C.K. Patel, AAHOA’s chairman, mentioned during a panel at this week’s International Hotel/Motel & Restaurant Show in New York the association will launch an OTA of its own to compete with the likes of Expedia, Travelocity, Priceline and others. Patel said the platform would be up and running by June but didn’t want to give any of the other details. Details will be announced during AAHOA’s annual conference June 15-18 in Las Vegas. Calls and emails to a few other AAHOA members that I use as contacts were fruitless as they declined to provide any details.
Regardless of the details, it’s a gutsy move by AAHOA. Because the association’s members control about one quarter of the 4.8 million hotel rooms in the United States, there is some credibility to the AAHOA OTA idea.
But it’s not going to be easy to make an impact for several reasons:
• Start with the billions of dollars of marketing funds mainstream OTAs pump into branding each year. AAHOA doesn’t have deep enough pockets to be anything more than a blip on the radar of online hotel marketing.

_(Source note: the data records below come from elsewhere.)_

use std::env;
use std::fmt;
use std::net::{IpAddr, SocketAddr};
use std::str::FromStr;

use crate::listings::ListingPolicy;

/// Distinguishes runtime behavior for different stages of the service.
#[derive(Debug, Clone, Copy, PartialEq, Eq)]
pub enum AppEnvironment {
    Development,
    Test,
    Production,
}

impl AppEnvironment {
    fn from_str(value: &str) -> Self {
        match value.trim().to_ascii_lowercase().as_str() {
            "prod" | "production" => Self::Production,
            "test" | "ci" => Self::Test,
            _ => Self::Development,
        }
    }
}

/// Top-level configuration for the application.
#[derive(Debug, Clone)]
pub struct AppConfig {
    pub environment: AppEnvironment,
    pub server: ServerConfig,
    pub telemetry: TelemetryConfig,
    pub listings: ListingPolicy,
}

impl AppConfig {
    pub fn load() -> Result<Self, ConfigError> {
        dotenvy::dotenv().ok();

        let environment = AppEnvironment::from_str(
            &env::var("APP_ENV").unwrap_or_else(|_| "development".to_string()),
        );

        let host = env::var("APP_HOST").unwrap_or_else(|_| "127.0.0.1".to_string());
        let port = env::var("APP_PORT")
            .unwrap_or_else(|_| "3000".to_string())
            .parse::<u16>()
            .map_err(|_| ConfigError::InvalidPort)?;

        let log_level = env::var("APP_LOG_LEVEL").unwrap_or_else(|_| "info".to_string());

        let defaults = ListingPolicy::default();
        let listings = ListingPolicy {
            availability_lead_months: numeric_var(
                "ESTATE_AVAILABILITY_MONTHS",
                defaults.availability_lead_months,
            )?,
            offer_validity_days: numeric_var(
                "ESTATE_OFFER_VALIDITY_DAYS",
                defaults.offer_validity_days,
            )?,
            default_bedrooms: numeric_var("ESTATE_DEFAULT_BEDROOMS", defaults.default_bedrooms)?,
        };

        Ok(Self {
            environment,
            server: ServerConfig { host, port },
            telemetry: TelemetryConfig { log_level },
            listings,
        })
    }
}

fn numeric_var<T: FromStr>(name: &'static str, default: T) -> Result<T, ConfigError> {
    match env::var(name) {
        Ok(raw) => raw
            .trim()
            .parse::<T>()
            .map_err(|_| ConfigError::InvalidNumber { name, value: raw }),
        Err(_) => Ok(default),
    }
}

/// Settings controlling the HTTP server binding.
#[derive(Debug, Clone)]
pub struct ServerConfig {
    pub host: String,
    pub port: u16,
}

impl ServerConfig {
    pub fn socket_addr(&self) -> Result<SocketAddr, ConfigError> {
        if self.host.eq_ignore_ascii_case("localhost") {
            return Ok(SocketAddr::new(IpAddr::from([127, 0, 0, 1]), self.port));
        }

        let ip: IpAddr = self
            .host
            .parse()
            .map_err(|source| ConfigError::InvalidHost { source })?;

        Ok(SocketAddr::new(ip, self.port))
    }
}

/// Tracing controls.
#[derive(Debug, Clone)]
pub struct TelemetryConfig {
    pub log_level: String,
}

#[derive(Debug)]
pub enum ConfigError {
    InvalidPort,
    InvalidHost { source: std::net::AddrParseError },
    InvalidNumber { name: &'static str, value: String },
}

impl fmt::Display for ConfigError {
    fn fmt(&self, f: &mut fmt::Formatter<'_>) -> fmt::Result {
        match self {
            ConfigError::InvalidPort => write!(f, "APP_PORT must be a valid u16"),
            ConfigError::InvalidHost { .. } => {
                write!(f, "APP_HOST must parse to an IPv4 or IPv6 address")
            }
            ConfigError::InvalidNumber { name, value } => {
                write!(f, "{name} must be a whole number (found '{value}')")
            }
        }
    }
}

impl std::error::Error for ConfigError {
    fn source(&self) -> Option<&(dyn std::error::Error + 'static)> {
        match self {
            ConfigError::InvalidPort | ConfigError::InvalidNumber { .. } => None,
            ConfigError::InvalidHost { source } => Some(source),
        }
    }
}
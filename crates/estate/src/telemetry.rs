use crate::config::TelemetryConfig;
use std::fmt;
use tracing_subscriber::filter::ParseError;
use tracing_subscriber::EnvFilter;

#[derive(Debug)]
pub enum TelemetryError {
    EnvFilter { value: String, source: ParseError },
    Subscriber(Box<dyn std::error::Error + Send + Sync>),
}

impl fmt::Display for TelemetryError {
    fn fmt(&self, f: &mut fmt::Formatter<'_>) -> fmt::Result {
        match self {
            TelemetryError::EnvFilter { value, .. } => {
                write!(
                    f,
                    "invalid log level/filter '{}': unable to build EnvFilter",
                    value
                )
            }
            TelemetryError::Subscriber(err) => write!(f, "telemetry error: {err}"),
        }
    }
}

impl std::error::Error for TelemetryError {
    fn source(&self) -> Option<&(dyn std::error::Error + 'static)> {
        match self {
            TelemetryError::EnvFilter { source, .. } => Some(source),
            TelemetryError::Subscriber(err) => Some(&**err),
        }
    }
}

/// Build the log filter: `RUST_LOG` wins, otherwise the configured level.
pub fn env_filter(config: &TelemetryConfig) -> Result<EnvFilter, TelemetryError> {
    match EnvFilter::try_from_default_env() {
        Ok(filter) => Ok(filter),
        Err(_) => {
            EnvFilter::try_new(&config.log_level).map_err(|source| TelemetryError::EnvFilter {
                value: config.log_level.clone(),
                source,
            })
        }
    }
}

pub fn init(config: &TelemetryConfig) -> Result<(), TelemetryError> {
    let env_filter = env_filter(config)?;

    tracing_subscriber::fmt()
        .with_env_filter(env_filter)
        .with_target(false)
        .compact()
        .with_ansi(false)
        .try_init()
        .map_err(TelemetryError::Subscriber)
}
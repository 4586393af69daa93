use serde::Serialize;

use super::domain::{GardenOrientation, Property};

pub const DEFAULT_GARDEN_AREA: u32 = 10;
pub const DEFAULT_GARDEN_ORIENTATION: GardenOrientation = GardenOrientation::North;

/// Advisory surfaced to the editing form; never blocks the edit.
#[derive(Debug, Clone, PartialEq, Eq, Serialize)]
pub struct FormWarning {
    pub title: String,
    pub message: String,
}

/// Field values a form should show after the garden flag is toggled.
#[derive(Debug, Clone, PartialEq, Eq, Serialize)]
pub struct GardenAssist {
    pub garden: bool,
    pub garden_area: Option<u32>,
    pub garden_orientation: Option<GardenOrientation>,
    #[serde(skip_serializing_if = "Option::is_none")]
    pub warning: Option<FormWarning>,
}

pub fn garden_assist(garden: bool) -> GardenAssist {
    if garden {
        GardenAssist {
            garden,
            garden_area: Some(DEFAULT_GARDEN_AREA),
            garden_orientation: Some(DEFAULT_GARDEN_ORIENTATION),
            warning: Some(FormWarning {
                title: "Warning".to_string(),
                message: format!(
                    "This option will enable Garden Area (default: {}) & orientation (default: {})",
                    DEFAULT_GARDEN_AREA,
                    DEFAULT_GARDEN_ORIENTATION.label()
                ),
            }),
        }
    } else {
        GardenAssist {
            garden,
            garden_area: None,
            garden_orientation: None,
            warning: None,
        }
    }
}

impl Property {
    /// Toggle the garden flag on an in-progress edit, pre-filling or clearing the garden fields.
    pub fn toggle_garden(&mut self, garden: bool) -> Option<FormWarning> {
        let assist = garden_assist(garden);
        self.garden = assist.garden;
        self.garden_area = assist.garden_area.unwrap_or(0);
        self.garden_orientation = assist.garden_orientation;
        assist.warning
    }
}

• Many of AAHOA’s member properties are branded. That means the hotels must live up to corporate level agreements for providing room inventory to the current OTAs. If AAHOA’s trying to simply get a piece of the pie rather than put current OTAs out of business, it will work fine.
• Like any organization, AAHOA has different factions and there are power struggles. My sources tell me the idea of an AAHOA OTA is not dividing the association, but there are some members who aren’t fond of the idea.
All in all, it’s good to see an entity from within the hotel industry try to regain some control over room inventory. The OTAs are not all bad—their purpose of selling more hotel rooms is a good one. However, a lot of their advertising portrays hotel owners and operators as untrustworthy souls who are out to screw everyone. In the 15 years I’ve been covering the industry, I haven’t seen more than a handful of those types of owners.
The OTAs only sell inventory that has been approved by hotels. And yes, despite adamant pleas from the third-party providers, they do twist arms to ensure owners provide inventory at a certain price point.
The hotel brands have yet to stand up and grab control of room inventory on their licensees’ behalves, so it’s up to associations such as AAHOA to make an attempt. I’m not entirely optimistic they will succeed, but I’m rooting for them to help bring balance back to room distribution.